El grupo armado ilegal obligó a las víctimas a tenderse en el suelo boca abajo y los masacraron a disparos. En ese momento murieron diez hombres: los dos ayudantes del bus y ocho campesinos.
Antes de irse quemaron el centro de salud y el puesto de la Policía, saquearon los negocios comerciales y se robaron caballos y mulas. Pero la masacre no terminó ahí, continuó en la vereda El Maravillo, a tres horas del caserío, donde retuvieron a doce personas que asesinaron. En este lugar también dañaron la caseta y la tienda, además se robaron el equipo de sonido de la Junta de Acción Comunal.
En el caserío, mientras unos lloraban y otros gritaban de dolor frente a los cadáveres de sus familiares y amigos, Judy y otros lugareños llevaron los cuerpos a la casa de un hermano y al día siguiente los transportaron a la municipalidad.
En los días posteriores a los sepelios siguió la violencia, porque la guerrilla, con el frente 34 que predominaba en la zona, incrementó su intimidación contra la población civil acusándola de informantes para la incursión de los paramilitares.
La consecuencia inmediata fue el desplazamiento de más de 350 habitantes que huyeron de la zona aterrorizados. Judy no se fue. Contando a su familia, solo quedaron unas quince viviendas habitadas. La escuela de la vereda El Maravillo pasó de tener 69 estudiantes a contar sólo con 24 y la ubicada en la vereda La Clara cerró sus aulas por falta de alumnos.
Durante los diez años siguientes, el conflicto no cesó y se sumaron más víctimas de asesinatos, desplazamientos masivos y de familias amenazadas, reclutamientos forzados, violencia sexual y hasta ejecuciones extrajudiciales.
Por la intimidación y la violencia de los grupos armados ilegales se acabaron tradiciones tan arraigadas como las cabalgatas, el Día del Campesino, los paseos al río y a pescar, los bingos y las fiestas en las veredas.
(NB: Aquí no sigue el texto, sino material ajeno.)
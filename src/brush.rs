//! Brush: the color and width new segments are drawn with.

#[cfg(test)]
#[path = "brush_test.rs"]
mod brush_test;

use crate::consts::{DEFAULT_COLOR, DEFAULT_STROKE_WIDTH, MAX_STROKE_WIDTH, MIN_STROKE_WIDTH};
use crate::raster::StrokeStyle;

#[derive(Debug, Clone, PartialEq, thiserror::Error)]
pub enum BrushError {
    #[error("invalid color: {0:?} (expected #rgb or #rrggbb)")]
    InvalidColor(String),
    #[error("invalid stroke width: {0}")]
    InvalidWidth(f64),
}

/// Current drawing color and width, owned by one surface.
#[derive(Debug, Clone, PartialEq)]
pub struct Brush {
    color: String,
    width: f64,
}

impl Default for Brush {
    fn default() -> Self {
        Self { color: DEFAULT_COLOR.to_owned(), width: DEFAULT_STROKE_WIDTH }
    }
}

impl Brush {
    /// Build a brush, validating the color and clamping the width.
    ///
    /// # Errors
    ///
    /// Returns an error if the color is not hex or the width is not a
    /// positive finite number.
    pub fn new(color: &str, width: f64) -> Result<Self, BrushError> {
        let mut brush = Self::default();
        brush.set_color(color)?;
        brush.set_width(width)?;
        Ok(brush)
    }

    #[must_use]
    pub fn color(&self) -> &str {
        &self.color
    }

    #[must_use]
    pub fn width(&self) -> f64 {
        self.width
    }

    /// Replace the color. The previous color is kept on error.
    ///
    /// # Errors
    ///
    /// Returns [`BrushError::InvalidColor`] unless `color` is `#rgb` or `#rrggbb`.
    pub fn set_color(&mut self, color: &str) -> Result<(), BrushError> {
        let color = color.trim();
        if !is_hex_color(color) {
            return Err(BrushError::InvalidColor(color.to_owned()));
        }
        self.color = color.to_ascii_lowercase();
        Ok(())
    }

    /// Replace the width, clamped into the supported range. Returns the width
    /// actually applied.
    ///
    /// # Errors
    ///
    /// Returns [`BrushError::InvalidWidth`] for zero, negative, or non-finite widths.
    pub fn set_width(&mut self, width: f64) -> Result<f64, BrushError> {
        if !(width.is_finite() && width > 0.0) {
            return Err(BrushError::InvalidWidth(width));
        }
        self.width = width.clamp(MIN_STROKE_WIDTH, MAX_STROKE_WIDTH);
        Ok(self.width)
    }

    /// Paint parameters for a line drawn with this brush.
    #[must_use]
    pub fn style(&self) -> StrokeStyle {
        StrokeStyle::round(self.color.clone(), self.width)
    }
}

/// Whether `value` is a `#rgb` or `#rrggbb` hex color.
#[must_use]
pub fn is_hex_color(value: &str) -> bool {
    let Some(digits) = value.strip_prefix('#') else {
        return false;
    };
    matches!(digits.len(), 3 | 6) && digits.chars().all(|c| c.is_ascii_hexdigit())
}
//! DrawSurface — raster ownership, stroke sessions, and immediate rendering.
//!
//! DESIGN
//! ======
//! All drawing is synchronous. A pointer move with an open session paints
//! its line before returning, then hands back the normalized [`Segment`] so
//! the caller can queue it for replication. Replayed and remote segments come
//! in through [`DrawSurface::render_segment`] and are denormalized against the
//! CSS box as it is *now*, which keeps drawings stable across resizes.
//!
//! Logical drawing space is CSS pixels. The backing store is CSS size × DPR,
//! and the raster is scaled by DPR so one logical unit stays one CSS pixel.

#[cfg(test)]
#[path = "surface_test.rs"]
mod surface_test;

use tracing::debug;

use crate::brush::{Brush, BrushError};
use crate::geometry::{Point, Viewport};
use crate::input::{PointerAction, PointerInput};
use crate::raster::{Raster, StrokeStyle};
use crate::segment::Segment;

/// Client-local state between pointer-down and pointer-up.
#[derive(Debug, Clone, Copy)]
struct StrokeSession {
    /// Surface-local position of the previous event.
    last: Point,
}

pub struct DrawSurface<R: Raster> {
    raster: R,
    viewport: Viewport,
    brush: Brush,
    session: Option<StrokeSession>,
}

impl<R: Raster> DrawSurface<R> {
    #[must_use]
    pub fn new(raster: R, brush: Brush) -> Self {
        Self { raster, viewport: Viewport::default(), brush, session: None }
    }

    // --- Layout ---

    /// Reallocate the backing store for a new CSS box / DPR. Clears the
    /// raster; the owner replays persisted segments afterwards.
    pub fn resize(&mut self, viewport: Viewport) {
        let (width, height) = viewport.backing_size();
        self.raster.resize_backing(width, height, viewport.scale());
        self.viewport = viewport;
        debug!(css_width = viewport.width, css_height = viewport.height, width, height, "surface resized");
    }

    #[must_use]
    pub fn viewport(&self) -> Viewport {
        self.viewport
    }

    // --- Stroke session ---

    /// Open a stroke at a surface-local point. No-op while one is open.
    pub fn begin_stroke(&mut self, point: Point) {
        if self.session.is_none() {
            self.session = Some(StrokeSession { last: point });
        }
    }

    /// Extend the open stroke to `point`: paint the line, advance the
    /// session, and return the line as a normalized segment.
    pub fn continue_stroke(&mut self, point: Point) -> Option<Segment> {
        let session = self.session.as_mut()?;
        let from = session.last;
        session.last = point;

        self.raster.stroke_line(from, point, &self.brush.style());
        Some(Segment::new(
            self.viewport.normalize(from),
            self.viewport.normalize(point),
            self.brush.color(),
            self.brush.width(),
        ))
    }

    /// Close the open stroke, if any.
    pub fn end_stroke(&mut self) {
        self.session = None;
    }

    #[must_use]
    pub fn is_stroking(&self) -> bool {
        self.session.is_some()
    }

    /// Route one host input event. Client coordinates are made surface-local
    /// against the current CSS origin.
    pub fn handle_pointer(&mut self, input: &PointerInput) -> Option<Segment> {
        match input.action()? {
            PointerAction::Begin(client) => {
                self.begin_stroke(self.viewport.client_to_local(client));
                None
            }
            PointerAction::Continue(client) => self.continue_stroke(self.viewport.client_to_local(client)),
            PointerAction::End => {
                self.end_stroke();
                None
            }
        }
    }

    // --- Rendering ---

    /// Paint a stored or remote segment at its place in the current CSS box.
    pub fn render_segment(&mut self, segment: &Segment) {
        let from = self.viewport.denormalize(segment.start);
        let to = self.viewport.denormalize(segment.end);
        let style = StrokeStyle::round(segment.color.clone(), segment.stroke_width);
        self.raster.stroke_line(from, to, &style);
    }

    /// Erase the local raster. Persisted segments are untouched.
    pub fn clear(&mut self) {
        self.raster.clear();
    }

    // --- Brush ---

    #[must_use]
    pub fn brush(&self) -> &Brush {
        &self.brush
    }

    /// # Errors
    ///
    /// Returns an error if `color` is not a hex color.
    pub fn set_color(&mut self, color: &str) -> Result<(), BrushError> {
        self.brush.set_color(color)
    }

    /// Returns the width actually applied after clamping.
    ///
    /// # Errors
    ///
    /// Returns an error for zero, negative, or non-finite widths.
    pub fn set_stroke_width(&mut self, width: f64) -> Result<f64, BrushError> {
        self.brush.set_width(width)
    }

    // --- Raster access ---

    #[must_use]
    pub fn raster(&self) -> &R {
        &self.raster
    }
}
No se salvaron ni las fiestas religiosas.
“Por el miedo y la falta de empleo, la mayoría de gente se tuvo que ir, porque hasta los grandes fiqueres que daban trabajo se fueron por el conflicto. La Encarnación se convirtió en un corregimiento fantasma”, exclama uno de los habitantes que se desplazó durante esa época, quien después de más de 15 años retornó.
Reparando territorio y comunidad
Han pasado veinte años de la masacre y casi diez desde el conflicto armado cesó y, ahora, la misma Judy es protagonista y testigo de la recuperación de este corregimiento y sus veredas más azotadas por la violencia, El Maravillo y La Clara, donde se implementa un plan de reparación colectiva coordinado por la Unidad para la Atención y Reparación Integral a las Víctimas – UARIV.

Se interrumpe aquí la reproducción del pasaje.